## Listed records:
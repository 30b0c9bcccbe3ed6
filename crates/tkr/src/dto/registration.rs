use chrono::{DateTime, NaiveDateTime, Utc};
use rust_decimal::Decimal;
use serde::{Deserialize, Serialize};
use utoipa::ToSchema;
use uuid::Uuid;
use validator::Validate;

use crate::error::{EngineError, Result, ValidationError};
use crate::models::team_registration::{MAX_PLAYER_RANK, roster_rank, window_end};
use crate::models::{MAX_FEE_AMOUNT, PaymentStatus, Player, TeamRegistration, TournamentConfig};
use crate::services::entry_fee;

#[derive(Debug, Clone, Serialize, Deserialize, Validate, ToSchema)]
pub struct PlayerRequest {
    #[validate(length(min = 1, max = 64))]
    pub name: String,

    #[validate(range(max = 100_000, message = "Player rank must be at most 100000"))]
    pub rank: u32,

    #[validate(url)]
    pub stream_url: Option<String>,
}

/// Request payload for registering a team
#[derive(Debug, Clone, Serialize, Deserialize, Validate, ToSchema)]
pub struct CreateRegistrationRequest {
    #[validate(length(
        min = 1,
        max = 64,
        message = "Team name must be between 1 and 64 characters"
    ))]
    pub team_name: String,

    pub team_rank: u32,

    #[validate(length(min = 1, max = 4))]
    #[validate(nested)]
    pub players: Vec<PlayerRequest>,

    /// Window start in the tournament host timezone.
    pub start_time: NaiveDateTime,

    #[serde(default)]
    pub is_rerunning: bool,

    #[serde(default)]
    pub using_free_entry: bool,

    #[serde(default)]
    pub free_entry_players: Vec<String>,
}

impl CreateRegistrationRequest {
    /// Builds a registration, enforcing the team-rank invariant and roster rules.
    pub fn into_registration(
        self,
        config: &TournamentConfig,
        existing: &[TeamRegistration],
        registered_at: DateTime<Utc>,
    ) -> Result<TeamRegistration> {
        let expected = config.team_size.players() as usize;
        if self.players.len() != expected {
            return Err(ValidationError::RosterSize {
                expected,
                got: self.players.len(),
            }
            .into());
        }

        let players: Vec<Player> = self
            .players
            .into_iter()
            .map(|p| Player {
                name: p.name.trim().to_string(),
                rank: p.rank,
                stream_url: p.stream_url,
            })
            .collect();

        if let Some(player) = players.iter().find(|p| p.rank > MAX_PLAYER_RANK) {
            return Err(ValidationError::PlayerRankOutOfRange {
                player: player.name.clone(),
                max: MAX_PLAYER_RANK,
            }
            .into());
        }

        let actual = roster_rank(&players).ok_or_else(|| ValidationError::PlayerRankOutOfRange {
            player: players.iter().map(|p| p.name.as_str()).collect::<Vec<_>>().join(", "),
            max: MAX_PLAYER_RANK,
        })?;
        if actual != self.team_rank {
            return Err(EngineError::Consistency {
                declared: self.team_rank,
                actual,
            });
        }

        let team_name = self.team_name.trim().to_string();
        if existing
            .iter()
            .any(|r| r.team_name.eq_ignore_ascii_case(&team_name))
        {
            return Err(ValidationError::DuplicateTeamName(team_name).into());
        }

        let free_entry_players = if self.using_free_entry {
            let mut names: Vec<String> = Vec::new();
            for name in self.free_entry_players {
                let name = name.trim().to_string();
                if !players.iter().any(|p| p.name == name) {
                    return Err(ValidationError::UnknownFreeEntryPlayer(name).into());
                }
                if !names.contains(&name) {
                    names.push(name);
                }
            }
            names
        } else {
            Vec::new()
        };

        let fee = entry_fee::calculate(
            config.entry_fee,
            self.is_rerunning,
            free_entry_players.len() as u32,
            config.team_size,
        );

        Ok(TeamRegistration {
            registration_id: Uuid::new_v4(),
            tournament_id: config.tournament_id,
            team_name,
            team_rank: self.team_rank,
            players,
            start_time: self.start_time,
            end_time: window_end(self.start_time, config.consecutive_hours),
            is_rerunning: self.is_rerunning,
            using_free_entry: self.using_free_entry,
            free_entry_players,
            entry_fee: fee,
            payment_status: PaymentStatus::Pending,
            payment_amount: None,
            payment_recipient: None,
            payment_notes: None,
            registered_at,
        })
    }
}

/// Staff-side update of a registration's payment record
#[derive(Debug, Clone, Default, Serialize, Deserialize, Validate, ToSchema)]
pub struct UpdatePaymentRequest {
    pub payment_status: Option<PaymentStatus>,

    pub payment_amount: Option<Decimal>,

    #[validate(length(max = 255))]
    pub payment_recipient: Option<String>,

    #[validate(length(max = 1000))]
    pub payment_notes: Option<String>,
}

impl UpdatePaymentRequest {
    pub fn apply(&self, registration: &mut TeamRegistration) -> Result<()> {
        if let Some(amount) = self.payment_amount
            && (amount.is_sign_negative() || amount > MAX_FEE_AMOUNT)
        {
            return Err(ValidationError::Field(format!(
                "payment_amount must be between 0 and {}",
                MAX_FEE_AMOUNT
            ))
            .into());
        }

        if let Some(status) = self.payment_status {
            registration.payment_status = status;
        }
        if let Some(amount) = self.payment_amount {
            registration.payment_amount = Some(amount);
        }
        if let Some(recipient) = &self.payment_recipient {
            registration.payment_recipient = Some(recipient.clone());
        }
        if let Some(notes) = &self.payment_notes {
            registration.payment_notes = Some(notes.clone());
        }

        Ok(())
    }
}
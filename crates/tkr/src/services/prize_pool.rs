use rust_decimal::Decimal;

use crate::models::{PrizePool, TeamRegistration, TournamentConfig};

use super::scoring::round_score;

/// Folds the recorded payments of every registration into the displayed pool.
///
/// Always computed; whether the result is shown is decided by the caller via
/// `config.show_prize_pool`.
pub fn calculate(registrations: &[TeamRegistration], config: &TournamentConfig) -> PrizePool {
    let total_collected: Decimal = registrations
        .iter()
        .map(TeamRegistration::effective_payment)
        .sum();
    let host_cut = round_score(total_collected * config.host_percentage);

    PrizePool {
        total_registrations: registrations.len() as u32,
        base_entry_fee: config.entry_fee,
        total_collected,
        host_cut,
        final_pool: total_collected - host_cut,
    }
}
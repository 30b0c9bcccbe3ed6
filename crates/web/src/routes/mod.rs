use axum::Router;
use tkr::Store;

use crate::features::{fees, leaderboard, registrations, submissions, tournaments};

pub fn create_router(store: Store) -> Router {
    let api = Router::new()
        .nest(
            "/tournaments",
            tournaments::routes::routes()
                .merge(registrations::routes::tournament_routes())
                .merge(leaderboard::routes::routes()),
        )
        .nest(
            "/registrations",
            registrations::routes::routes().merge(submissions::routes::registration_routes()),
        )
        .nest("/submissions", submissions::routes::routes())
        .merge(fees::routes::routes());

    Router::new().nest("/api", api).with_state(store)
}

#[cfg(test)]
mod tests {
    use super::*;
    use axum::{
        body::{Body, to_bytes},
        http::{Request, StatusCode},
        response::Response,
    };
    use chrono::{Duration, FixedOffset, Utc};
    use rust_decimal::Decimal;
    use serde_json::{Value, json};
    use tkr::models::FeeBreakdown;
    use tower::ServiceExt;

    fn app() -> Router {
        create_router(Store::new(FixedOffset::east_opt(0).unwrap()))
    }

    async fn send(app: &Router, method: &str, uri: &str, body: Option<Value>) -> Response {
        let request = Request::builder().method(method).uri(uri);
        let request = match body {
            Some(body) => request
                .header("content-type", "application/json")
                .body(Body::from(body.to_string())),
            None => request.body(Body::empty()),
        }
        .unwrap();

        app.clone().oneshot(request).await.unwrap()
    }

    async fn json_body(response: Response) -> Value {
        let bytes = to_bytes(response.into_body(), usize::MAX).await.unwrap();
        serde_json::from_slice(&bytes).unwrap()
    }

    fn tournament(show_prize_pool: bool) -> Value {
        json!({
            "name": "Weekend Kill Race",
            "map_id": "verdansk",
            "team_size": 2,
            "consecutive_hours": 3,
            "days": 2,
            "best_games_count": 2,
            "placement_multipliers": [
                { "placement": 1, "multiplier": "2.5" },
                { "placement": 2, "multiplier": "2.0" }
            ],
            "entry_fee": { "kind": "paid", "amount": "20" },
            "host_percentage": "0.1",
            "show_prize_pool": show_prize_pool
        })
    }

    fn duo(start_time: chrono::NaiveDateTime) -> Value {
        json!({
            "team_name": "Night Owls",
            "team_rank": 25,
            "players": [
                { "name": "ace", "rank": 15 },
                { "name": "bolt", "rank": 10 }
            ],
            "start_time": start_time
        })
    }

    async fn create_tournament(app: &Router, show_prize_pool: bool) -> String {
        let response = send(app, "POST", "/api/tournaments", Some(tournament(show_prize_pool))).await;
        assert_eq!(response.status(), StatusCode::CREATED);
        json_body(response).await["tournament_id"]
            .as_str()
            .unwrap()
            .to_string()
    }

    async fn register(app: &Router, tournament_id: &str, start_time: chrono::NaiveDateTime) -> String {
        let response = send(
            app,
            "POST",
            &format!("/api/tournaments/{tournament_id}/registrations"),
            Some(duo(start_time)),
        )
        .await;
        assert_eq!(response.status(), StatusCode::CREATED);
        json_body(response).await["registration_id"]
            .as_str()
            .unwrap()
            .to_string()
    }

    #[tokio::test]
    async fn submit_and_verify_through_the_api() {
        let app = app();
        let tournament_id = create_tournament(&app, true).await;
        let registration_id =
            register(&app, &tournament_id, Utc::now().naive_utc() - Duration::hours(1)).await;

        let response = send(
            &app,
            "POST",
            &format!("/api/registrations/{registration_id}/submissions"),
            Some(json!({
                "game_number": 1,
                "kills": 10,
                "placement": 1,
                "vod_url": "https://twitch.tv/videos/1",
                "timestamp": "0:45:00"
            })),
        )
        .await;
        assert_eq!(response.status(), StatusCode::CREATED);
        let submission = json_body(response).await;
        let submission_id = submission["submission_id"].as_str().unwrap().to_string();

        let response = send(
            &app,
            "PUT",
            &format!("/api/submissions/{submission_id}/verification"),
            Some(json!({ "status": "verified", "verified_by": "host" })),
        )
        .await;
        assert_eq!(response.status(), StatusCode::OK);

        let response = send(
            &app,
            "GET",
            &format!("/api/tournaments/{tournament_id}/leaderboard"),
            None,
        )
        .await;
        assert_eq!(response.status(), StatusCode::OK);
        let board = json_body(response).await;
        assert_eq!(board[0]["team_name"], "Night Owls");
        assert_eq!(board[0]["rank"], 1);
        assert_eq!(board[0]["total_kills"], 10);
    }

    #[tokio::test]
    async fn expired_window_is_forbidden() {
        let app = app();
        let tournament_id = create_tournament(&app, true).await;
        let registration_id =
            register(&app, &tournament_id, Utc::now().naive_utc() - Duration::days(3)).await;

        let response = send(
            &app,
            "POST",
            &format!("/api/registrations/{registration_id}/submissions"),
            Some(json!({
                "game_number": 1,
                "kills": 4,
                "placement": 2,
                "vod_url": "https://twitch.tv/videos/2",
                "timestamp": "1:00:00"
            })),
        )
        .await;
        assert_eq!(response.status(), StatusCode::FORBIDDEN);
        assert!(json_body(response).await["deadline"].is_string());
    }

    #[tokio::test]
    async fn entry_fee_preview_applies_discounts() {
        let app = app();
        let response = send(
            &app,
            "GET",
            "/api/entry-fee?base_fee=40&is_rerunning=true&free_entry_count=1&team_size=4",
            None,
        )
        .await;
        assert_eq!(response.status(), StatusCode::OK);

        let fee: FeeBreakdown = serde_json::from_value(json_body(response).await).unwrap();
        assert_eq!(fee.original, Decimal::from(40));
        assert_eq!(fee.final_fee, Decimal::from(10));
    }

    #[tokio::test]
    async fn oversized_base_fee_is_a_bad_request() {
        let app = app();
        let response = send(
            &app,
            "GET",
            "/api/entry-fee?base_fee=79228162514264337593543950335&free_entry_count=4&team_size=1",
            None,
        )
        .await;
        assert_eq!(response.status(), StatusCode::BAD_REQUEST);
    }

    #[tokio::test]
    async fn unknown_ids_are_not_found() {
        let app = app();
        let unknown = uuid::Uuid::new_v4();

        for uri in [
            format!("/api/tournaments/{unknown}"),
            format!("/api/tournaments/{unknown}/leaderboard"),
            format!("/api/registrations/{unknown}"),
            format!("/api/submissions/{unknown}"),
        ] {
            let response = send(&app, "GET", &uri, None).await;
            assert_eq!(response.status(), StatusCode::NOT_FOUND, "{uri}");
        }
    }

    #[tokio::test]
    async fn hidden_prize_pool_is_not_found() {
        let app = app();
        let hidden = create_tournament(&app, false).await;
        let shown = create_tournament(&app, true).await;

        let response = send(&app, "GET", &format!("/api/tournaments/{hidden}/prize-pool"), None).await;
        assert_eq!(response.status(), StatusCode::NOT_FOUND);

        let response = send(&app, "GET", &format!("/api/tournaments/{shown}/prize-pool"), None).await;
        assert_eq!(response.status(), StatusCode::OK);
    }

    #[tokio::test]
    async fn invalid_config_is_rejected() {
        let app = app();
        let mut body = tournament(true);
        body["placement_multipliers"] = json!([]);

        let response = send(&app, "POST", "/api/tournaments", Some(body)).await;
        assert_eq!(response.status(), StatusCode::BAD_REQUEST);
    }
}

## Task goal:
If a line in the entries above contains "Owls", report it.

## Solution to this exercise:
            "team_name": "Night Owls",
        assert_eq!(board[0]["team_name"], "Night Owls");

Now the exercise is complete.